Command Line Fun: How to Flatten a Folder Hierarchy

Updated March 7, 2012: A reader pointed out that the command line solution presented here only works if all files in the folder hierarchy have unique names.  Please see the comments to this post for two ways to work around this limitation.

Once upon a time, I knew most every command line operation that was available on a computer running Windows.  Back in the day I even held a Microsoft Certified Professional title for MS-DOS.  However, as time went by and Windows matured, I paid less and less attention to the command line and the enhancements that were made to it.

Recently I was asked if I knew how to “flatten” a folder hierarchy.  That is, copy all of the files contained within a folder tree to the root of the tree (or to any single folder).  Off the top of my head I didn’t know how to achieve this, but assumed that there was a utility app out there that would do the trick.

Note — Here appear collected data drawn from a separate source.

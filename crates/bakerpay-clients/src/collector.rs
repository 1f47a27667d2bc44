// The default Collector: ledger RPC for chain state and dry-runs, the
// indexer for cycle accounting and operation status.

use async_trait::async_trait;

use bakerpay_core::address::Address;
use bakerpay_core::engines::{
    CollectorEngine, CycleData, HeadBlock, OperationStatus, SimulationResult,
};
use bakerpay_core::error::Result;
use bakerpay_core::ops::Operation;
use bakerpay_core::Mutez;

use crate::indexer::IndexerClient;
use crate::rpc::LedgerRpcClient;

pub struct DefaultCollector {
    rpc: LedgerRpcClient,
    indexer: IndexerClient,
}

impl DefaultCollector {
    /// Connects both clients and verifies the RPC is reachable.
    pub async fn connect(rpc_url: &str, indexer_url: &str) -> Result<DefaultCollector> {
        let rpc = LedgerRpcClient::new(rpc_url);
        let chain_id = rpc.get_chain_id().await?;
        log::debug!("collector connected to chain {}", chain_id);
        Ok(DefaultCollector {
            rpc,
            indexer: IndexerClient::new(indexer_url),
        })
    }
}

#[async_trait]
impl CollectorEngine for DefaultCollector {
    fn id(&self) -> &'static str {
        "default-rpc-and-indexer-collector"
    }

    async fn get_head(&self) -> Result<HeadBlock> {
        self.rpc.get_head().await
    }

    async fn get_current_cycle(&self) -> Result<i64> {
        Ok(self.rpc.get_head().await?.cycle)
    }

    async fn get_cycle_data(&self, baker: &Address, cycle: i64) -> Result<CycleData> {
        self.indexer.get_cycle_data(baker, cycle).await
    }

    async fn was_operation_applied(&self, op_hash: &str) -> Result<OperationStatus> {
        self.indexer.was_operation_applied(op_hash).await
    }

    async fn get_branch(&self, offset: i64) -> Result<String> {
        self.rpc.get_block_hash(offset).await
    }

    async fn simulate(&self, op: &Operation, _public_key: &str) -> Result<SimulationResult> {
        // dry-runs need a valid branch even though they are not injected
        let mut op = op.clone();
        if op.branch.is_none() {
            op.branch = Some(self.rpc.get_block_hash(0).await?);
        }
        self.rpc.run_operation(&op).await
    }

    async fn get_balance(&self, address: &Address) -> Result<Mutez> {
        self.rpc.get_contract_balance(address).await
    }
}
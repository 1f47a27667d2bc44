// Indexer client: cycle accounting data and operation status lookups.

use serde_json::Value;

use bakerpay_core::address::Address;
use bakerpay_core::engines::{CycleData, DelegatorRecord, OperationStatus};
use bakerpay_core::error::{PayoutError, Result};
use bakerpay_core::Mutez;

#[derive(Clone)]
pub struct IndexerClient {
    base_url: String,
    http: reqwest::Client,
}

fn mutez_field(value: &Value, field: &str) -> Mutez {
    value[field]
        .as_u64()
        .map(|v| v as u128)
        .or_else(|| value[field].as_str().and_then(|s| s.parse().ok()))
        .unwrap_or(0)
}

pub fn parse_cycle_data(cycle: i64, value: &Value) -> Result<CycleData> {
    let mut delegators = Vec::new();
    for entry in value["delegators"].as_array().cloned().unwrap_or_default() {
        let raw = entry["address"].as_str().unwrap_or_default();
        let address = Address::parse(raw).map_err(|e| {
            PayoutError::Collector(format!("indexer returned invalid delegator '{}': {}", raw, e))
        })?;
        delegators.push(DelegatorRecord {
            address,
            delegated_balance: mutez_field(&entry, "balance"),
            staked_balance: mutez_field(&entry, "stakedBalance"),
            is_emptied: entry["emptied"].as_bool().unwrap_or(false),
        });
    }
    Ok(CycleData {
        cycle,
        staking_balance: mutez_field(value, "stakingBalance"),
        block_rewards: mutez_field(value, "blockRewards"),
        endorsement_rewards: mutez_field(value, "endorsementRewards"),
        block_fees: mutez_field(value, "blockFees"),
        delegators,
    })
}

impl IndexerClient {
    pub fn new(base_url: &str) -> IndexerClient {
        IndexerClient {
            base_url: base_url.trim_end_matches('/').to_string(),
            http: reqwest::Client::new(),
        }
    }

    async fn get(&self, path: &str) -> Result<Value> {
        let url = format!("{}{}", self.base_url, path);
        let response = self
            .http
            .get(&url)
            .send()
            .await
            .map_err(|e| PayoutError::Collector(format!("GET {} failed: {}", path, e)))?;
        let status = response.status();
        if !status.is_success() {
            return Err(PayoutError::Collector(format!(
                "GET {} returned {}",
                path, status
            )));
        }
        response
            .json()
            .await
            .map_err(|e| PayoutError::Collector(format!("GET {}: malformed response: {}", path, e)))
    }

    pub async fn get_cycle_data(&self, baker: &Address, cycle: i64) -> Result<CycleData> {
        let value = self
            .get(&format!("/v1/rewards/split/{}/{}", baker, cycle))
            .await?;
        parse_cycle_data(cycle, &value)
    }

    pub async fn was_operation_applied(&self, op_hash: &str) -> Result<OperationStatus> {
        let value = self
            .get(&format!("/v1/operations/{}/status", op_hash))
            .await?;
        Ok(match value["status"].as_str() {
            Some("applied") => OperationStatus::Applied,
            Some("failed") | Some("backtracked") | Some("skipped") => OperationStatus::Failed,
            _ => OperationStatus::Unknown,
        })
    }
}
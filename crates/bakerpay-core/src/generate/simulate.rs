// Stage 5: measure exact resource costs by dry-running the transfers in
// chunks, then charge tx/allocation fees to whoever pays them.

use super::PayoutGenerationContext;
use crate::batch::{measure_op_limits, SimulationBuffers};
use crate::candidate::SimulatedCandidate;
use crate::engines::GeneratePayoutsOptions;
use crate::error::Result;

pub async fn collect_transaction_fees(
    ctx: &mut PayoutGenerationContext,
    _options: &GeneratePayoutsOptions,
) -> Result<()> {
    log::debug!("estimating transaction costs");
    let mut simulated: Vec<SimulatedCandidate> = ctx
        .bonded
        .drain(..)
        .map(|bonded| SimulatedCandidate {
            bonded,
            op_limits: None,
        })
        .collect();

    let buffers = SimulationBuffers {
        gas_limit_buffer: ctx.config.payouts.gas_limit_buffer,
        deserialization_gas_buffer: ctx.config.payouts.deserialization_gas_buffer,
        fee_buffer: ctx.config.payouts.fee_buffer,
        kt_fee_buffer: ctx.config.payouts.kt_fee_buffer,
    };
    measure_op_limits(
        ctx.engines.collector.as_ref(),
        &ctx.payout_wallet,
        &ctx.engines.signer.public_key(),
        &mut simulated,
        &buffers,
    )
    .await?;

    // fees the baker does not cover come out of the payout itself
    for candidate in simulated.iter_mut().filter(|c| !c.is_invalid()) {
        let limits = match candidate.op_limits {
            Some(limits) => limits,
            None => continue,
        };
        if !candidate.bonded.candidate.baker_pays_tx_fee {
            candidate.bonded.bonds_amount = candidate
                .bonded
                .bonds_amount
                .saturating_sub(limits.transaction_fee);
        }
        if !candidate.bonded.candidate.baker_pays_allocation_fee {
            candidate.bonded.bonds_amount = candidate
                .bonded
                .bonds_amount
                .saturating_sub(limits.allocation_fee);
        }
    }

    ctx.simulated = simulated;
    Ok(())
}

Well, I did find a way to do it, and lo-and-behold, no utility app is needed.  Instead, all you need is the good old command prompt.  I found this post on StackOverlow that shows how to flatten a folder hierarchy:

I’ve successfully tested the solution described there on both Windows XP and Windows 7.

Basic Command (the details)

I set up a hierarchy of folders with a few files at various levels of the hierarchy.  The folder hierarchy looked something like this:


Then, at a command prompt I navigated to the root of the hierarchy (Folder0).  From there, I ran the command…

for /r %f in (*) do @copy "%f" .

… which copied all of the files scattered throughout the hierarchy to the root (Folder0).  (Note that the trailing period in the command is significant… it designates the current folder as the destination for the copy operation.)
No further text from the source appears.